Une nouvelle approche d'apprentissage automatique classe un type commun de tumeur cérébrale en grades bas ou élevés avec une précision de près de 98%, rapportent des chercheurs dans la revue Accès IEEE.
Des scientifiques en Inde et au Japon, notamment de l'Institut des sciences intégrées du matériel cellulaire de l'Université de Kyoto (iCeMS), ont développé la méthode pour aider les cliniciens à choisir la stratégie de traitement la plus efficace pour les patients individuels.
Les gliomes sont un type courant de tumeur cérébrale affectant les cellules gliales, qui fournissent un soutien et une isolation aux neurones. Le traitement des patients varie en fonction de l'agressivité de la tumeur, il est donc important de poser le bon diagnostic pour chaque individu.
Les radiologues obtiennent une très grande quantité de données à partir d'IRM pour reconstruire une image 3D du tissu scanné. Une grande partie des données disponibles dans les examens d'IRM ne peuvent pas être détectées à l'œil nu, telles que des détails liés à la forme, à la texture ou à l'intensité de l'image de la tumeur.
Les algorithmes d'intelligence artificielle (IA) permettent d'extraire ces données. Les oncologues médicaux utilisent cette approche, appelée radiomique, pour améliorer les diagnostics des patients, mais la précision doit encore être améliorée.
Le bio-ingénieur iCeMS Ganesh Pandian Namasivayam a collaboré avec le scientifique des données indien Balasubramanian Raman de Roorkee pour développer une approche d'apprentissage automatique qui peut classer les gliomes en bas ou haut grade avec une précision de 97,54%.
Les gliomes de bas grade comprennent l'astrocytome pilocytaire de grade I et le gliome de bas grade de grade II. Ce sont les tumeurs les moins agressives et les moins malignes des gliomes. Les gliomes de haut grade comprennent le gliome malin de grade III et le glioblastome multiforme de grade IV, qui sont beaucoup plus agressifs et plus malins avec un temps de survie post-diagnostic relativement court.
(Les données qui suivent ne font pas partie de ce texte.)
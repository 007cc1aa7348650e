//! Read-only world snapshots emitted by the simulator once per tick.

use serde::{Deserialize, Serialize};

use crate::geom::{angle_difference, Circle, Point, Rectangle, Vector};

/// Distance from a robot's centre to the face of its dribbler.
pub const DIST_TO_FRONT_OF_ROBOT_METERS: f64 = 0.078;
pub const BALL_MAX_RADIUS_METERS: f64 = 0.0215;
pub const ROBOT_MAX_RADIUS_METERS: f64 = 0.09;

/// Half-angle of the cone in front of the dribbler that counts as touching.
const DRIBBLER_CONE_HALF_ANGLE: f64 = std::f64::consts::FRAC_PI_4;

pub type RobotId = u32;

#[derive(Debug, Clone, Copy, PartialEq, Serialize, Deserialize)]
pub struct RobotState {
    pub id: RobotId,
    pub position: Point,
    /// Heading in radians, counter-clockwise from +x.
    pub orientation: f64,
    #[serde(default)]
    pub velocity: Vector,
}

impl RobotState {
    pub fn stationary(id: RobotId, position: Point, orientation: f64) -> Self {
        Self {
            id,
            position,
            orientation,
            velocity: Vector::default(),
        }
    }

    /// Whether `point` sits at this robot's dribbler, allowing `tolerance` metres of slack.
    pub fn is_near_dribbler(&self, point: Point, tolerance: f64) -> bool {
        let threshold = DIST_TO_FRONT_OF_ROBOT_METERS + BALL_MAX_RADIUS_METERS + tolerance;
        let to_point = point - self.position;
        if to_point.length() > threshold {
            return false;
        }
        angle_difference(self.orientation, to_point.orientation()) < DRIBBLER_CONE_HALF_ANGLE
    }
}

#[derive(Debug, Clone, Copy, Default, PartialEq, Serialize, Deserialize)]
pub struct BallState {
    pub position: Point,
    #[serde(default)]
    pub velocity: Vector,
}

impl BallState {
    pub const fn new(position: Point, velocity: Vector) -> Self {
        Self { position, velocity }
    }
}

/// Field dimensions; friendly side is negative x, enemy goal sits at positive x.
#[derive(Debug, Clone, Copy, PartialEq, Serialize, Deserialize)]
pub struct Field {
    pub x_length: f64,
    pub y_length: f64,
    pub center_circle_radius: f64,
    pub goal_y_length: f64,
    pub goal_x_length: f64,
    pub defense_x_length: f64,
    pub defense_y_length: f64,
}

impl Field {
    pub const fn division_b() -> Self {
        Self {
            x_length: 9.0,
            y_length: 6.0,
            center_circle_radius: 0.5,
            goal_y_length: 1.0,
            goal_x_length: 0.18,
            defense_x_length: 1.0,
            defense_y_length: 2.0,
        }
    }

    pub fn center(&self) -> Point {
        Point::new(0.0, 0.0)
    }

    pub fn center_circle(&self) -> Circle {
        Circle::new(self.center(), self.center_circle_radius)
    }

    pub fn friendly_half(&self) -> Rectangle {
        Rectangle::new(
            Point::new(-self.x_length / 2.0, -self.y_length / 2.0),
            Point::new(0.0, self.y_length / 2.0),
        )
    }

    pub fn enemy_half(&self) -> Rectangle {
        Rectangle::new(
            Point::new(0.0, -self.y_length / 2.0),
            Point::new(self.x_length / 2.0, self.y_length / 2.0),
        )
    }

    pub fn enemy_goal_center(&self) -> Point {
        Point::new(self.x_length / 2.0, 0.0)
    }

    /// The net behind the enemy goal line.
    pub fn enemy_goal(&self) -> Rectangle {
        let line = self.x_length / 2.0;
        Rectangle::new(
            Point::new(line, -self.goal_y_length / 2.0),
            Point::new(line + self.goal_x_length, self.goal_y_length / 2.0),
        )
    }

    pub fn enemy_defense_area(&self) -> Rectangle {
        let line = self.x_length / 2.0;
        Rectangle::new(
            Point::new(line - self.defense_x_length, -self.defense_y_length / 2.0),
            Point::new(line, self.defense_y_length / 2.0),
        )
    }

    pub fn friendly_defense_area(&self) -> Rectangle {
        let line = -self.x_length / 2.0;
        Rectangle::new(
            Point::new(line, -self.defense_y_length / 2.0),
            Point::new(line + self.defense_x_length, self.defense_y_length / 2.0),
        )
    }
}

impl Default for Field {
    fn default() -> Self {
        Self::division_b()
    }
}

/// One immutable observation of the simulated world.
#[derive(Debug, Clone, PartialEq, Serialize, Deserialize)]
pub struct World {
    /// Simulation time in seconds.
    pub timestamp: f64,
    #[serde(default)]
    pub friendly_robots: Vec<RobotState>,
    #[serde(default)]
    pub enemy_robots: Vec<RobotState>,
    pub ball: BallState,
    #[serde(default)]
    pub field: Field,
}

impl World {
    pub fn new(timestamp: f64, ball: BallState) -> Self {
        Self {
            timestamp,
            friendly_robots: Vec::new(),
            enemy_robots: Vec::new(),
            ball,
            field: Field::default(),
        }
    }

    pub fn with_friendly_robot(mut self, robot: RobotState) -> Self {
        self.friendly_robots.push(robot);
        self
    }

    pub fn with_enemy_robot(mut self, robot: RobotState) -> Self {
        self.enemy_robots.push(robot);
        self
    }

    pub fn with_field(mut self, field: Field) -> Self {
        self.field = field;
        self
    }

    pub fn friendly_robot(&self, id: RobotId) -> Option<&RobotState> {
        self.friendly_robots.iter().find(|robot| robot.id == id)
    }
}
Le choix du traitement du patient dépend en grande partie de sa capacité à déterminer le classement du gliome.
L'équipe, comprenant Rahul Kumar, Ankur Gupta et Harkirat Singh Arora, a utilisé un ensemble de données provenant d'IRM appartenant à 210 personnes atteintes de gliomes de haut grade et 75 autres avec des gliomes de bas grade.
Ils ont développé une approche appelée CGHF, qui signifie: système d'aide à la décision informatique pour la classification des gliomes en utilisant la radiomique hybride et les caractéristiques stationnaires basées sur les ondelettes.
Ils ont choisi des algorithmes spécifiques pour extraire des caractéristiques de certains des examens IRM, puis ont formé un autre algorithme prédictif pour traiter ces données et classer les gliomes. Ils ont ensuite testé leur modèle sur le reste des examens IRM pour évaluer sa précision.
«Notre méthode a surpassé les autres approches de pointe pour prédire les degrés de gliome à partir d'IRM cérébrales», explique Balasubramanian. « C'est assez considérable. »
Nous espérons que l'IA contribuera à développer un modèle de logiciel prédictif de machine semi-automatique ou automatique qui pourra aider les médecins, les radiologues et les autres médecins à adapter les meilleures approches à leurs patients. «
Ganesh Pandiyan Namasivayam, bio-ingénieur iCeMS, Université de Kyotu
La source:
Référence de la revue:
Kumar, R., et al. (2020) CGHF: A Computational Decision Support System for Glioma Classification Using Hybrid Radiomics- and Stationary Wavelet-Based Features. Accès IEEE. doi.org/10.1109/ACCESS.2020.2989193.